Source information Block Start

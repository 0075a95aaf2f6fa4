//! Analytic fields added to particles after gathering.

use std::fmt;
use std::sync::Arc;

use crate::arrays::GatheredField;
use crate::species::Species;

/// Space-time profile `f(x, y, z, t)`.
pub type FieldProfile = Arc<dyn Fn(f64, f64, f64, f64) -> f64 + Send + Sync>;

/// A perturbation applied to gathered fields at time `t`.
pub trait ExternalField: Send {
    /// Modify the gathered fields of `species` at time `t`.
    fn apply(&self, species: &mut dyn Species, t: f64);
}

/// `F += amplitude * f(x, y, z, t)` on one gathered component.
///
/// Constructed via [`ExternalFieldExpr::builder`].
#[derive(Clone)]
pub struct ExternalFieldExpr {
    component: GatheredField,
    amplitude: f64,
    profile: FieldProfile,
    species: Option<Vec<String>>,
}

impl fmt::Debug for ExternalFieldExpr {
    fn fmt(&self, f: &mut fmt::Formatter<'_>) -> fmt::Result {
        f.debug_struct("ExternalFieldExpr")
            .field("component", &self.component)
            .field("amplitude", &self.amplitude)
            .field("species", &self.species)
            .finish_non_exhaustive()
    }
}

/// Builder for [`ExternalFieldExpr`].
///
/// Required fields: `component`, `profile`.
pub struct ExternalFieldExprBuilder {
    component: Option<GatheredField>,
    amplitude: f64,
    profile: Option<FieldProfile>,
    species: Option<Vec<String>>,
}

impl ExternalFieldExpr {
    /// Create a builder; the amplitude defaults to 1.
    pub fn builder() -> ExternalFieldExprBuilder {
        ExternalFieldExprBuilder {
            component: None,
            amplitude: 1.0,
            profile: None,
            species: None,
        }
    }

    /// Whether this field acts on `name`.
    pub fn applies_to(&self, name: &str) -> bool {
        self.species
            .as_ref()
            .is_none_or(|names| names.iter().any(|n| n == name))
    }
}

impl ExternalFieldExprBuilder {
    /// Component to perturb.
    pub fn component(mut self, component: GatheredField) -> Self {
        self.component = Some(component);
        self
    }

    /// Peak value, in SI field units.
    pub fn amplitude(mut self, amplitude: f64) -> Self {
        self.amplitude = amplitude;
        self
    }

    /// Dimensionless profile.
    pub fn profile(mut self, profile: impl Fn(f64, f64, f64, f64) -> f64 + Send + Sync + 'static) -> Self {
        self.profile = Some(Arc::new(profile));
        self
    }

    /// Restrict the field to the named species (default: all).
    pub fn species<I, S>(mut self, names: I) -> Self
    where
        I: IntoIterator<Item = S>,
        S: Into<String>,
    {
        self.species = Some(names.into_iter().map(Into::into).collect());
        self
    }

    /// Build the field.
    ///
    /// # Errors
    ///
    /// Returns `Err` if `component` or `profile` is missing or the
    /// amplitude is not finite.
    pub fn build(self) -> Result<ExternalFieldExpr, String> {
        let component = self
            .component
            .ok_or_else(|| "component is required".to_string())?;
        let profile = self
            .profile
            .ok_or_else(|| "profile is required".to_string())?;
        if !self.amplitude.is_finite() {
            return Err(format!("amplitude must be finite, got {}", self.amplitude));
        }
        Ok(ExternalFieldExpr {
            component,
            amplitude: self.amplitude,
            profile,
            species: self.species,
        })
    }
}

impl ExternalField for ExternalFieldExpr {
    fn apply(&self, species: &mut dyn Species, t: f64) {
        if !self.applies_to(species.name()) {
            return;
        }
        let p = species.arrays_mut();
        let values: Vec<f64> = (0..p.len())
            .map(|i| self.amplitude * (self.profile)(p.x[i], p.y[i], p.z[i], t))
            .collect();
        for (f, v) in p.gathered_mut(self.component).iter_mut().zip(values) {
            *f += v;
        }
    }
}

#[cfg(test)]
mod tests {
    use super::*;
    use crate::arrays::{Particle, ParticleArrays};
    use crate::species::MacroParticles;
    use azimuth_core::ParticleShape;

    fn species(name: &str) -> MacroParticles {
        let mut a = ParticleArrays::new();
        for z in [0.0, 1.0, 2.0] {
            a.push(Particle {
                position: [0.0, 0.0, z],
                momentum: [0.0; 3],
                w: 1.0,
            });
        }
        MacroParticles::new(name, 1.0, 1.0, 1.0, a, ParticleShape::Linear)
    }

    #[test]
    fn builder_requires_component_and_profile() {
        assert!(ExternalFieldExpr::builder().build().is_err());
        assert!(ExternalFieldExpr::builder()
            .component(GatheredField::Ez)
            .build()
            .is_err());
        assert!(ExternalFieldExpr::builder()
            .component(GatheredField::Ez)
            .profile(|_, _, _, _| 1.0)
            .amplitude(f64::NAN)
            .build()
            .is_err());
    }

    #[test]
    fn adds_scaled_profile() {
        let field = ExternalFieldExpr::builder()
            .component(GatheredField::Ez)
            .amplitude(2.0)
            .profile(|_, _, z, t| z + t)
            .build()
            .unwrap();
        let mut s = species("electrons");
        field.apply(&mut s, 0.5);
        field.apply(&mut s, 0.5);
        assert_eq!(s.arrays().ez, vec![2.0, 6.0, 10.0]);
        assert!(s.arrays().bz.iter().all(|&v| v == 0.0));
    }

    #[test]
    fn species_filter_skips_others() {
        let field = ExternalFieldExpr::builder()
            .component(GatheredField::Bx)
            .profile(|_, _, _, _| 1.0)
            .species(["ions"])
            .build()
            .unwrap();
        let mut e = species("electrons");
        let mut i = species("ions");
        field.apply(&mut e, 0.0);
        field.apply(&mut i, 0.0);
        assert!(e.arrays().bx.iter().all(|&v| v == 0.0));
        assert!(i.arrays().bx.iter().all(|&v| v == 1.0));
    }
}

Source information Block End

- About this task:
Give back exactly the lines from the one that contains "field.apply(&mut i, 0.0);" to the end of the data above, both of those lines included.

- Solution for this problem:
        field.apply(&mut i, 0.0);
        assert!(e.arrays().bx.iter().all(|&v| v == 0.0));
        assert!(i.arrays().bx.iter().all(|&v| v == 1.0));
    }
}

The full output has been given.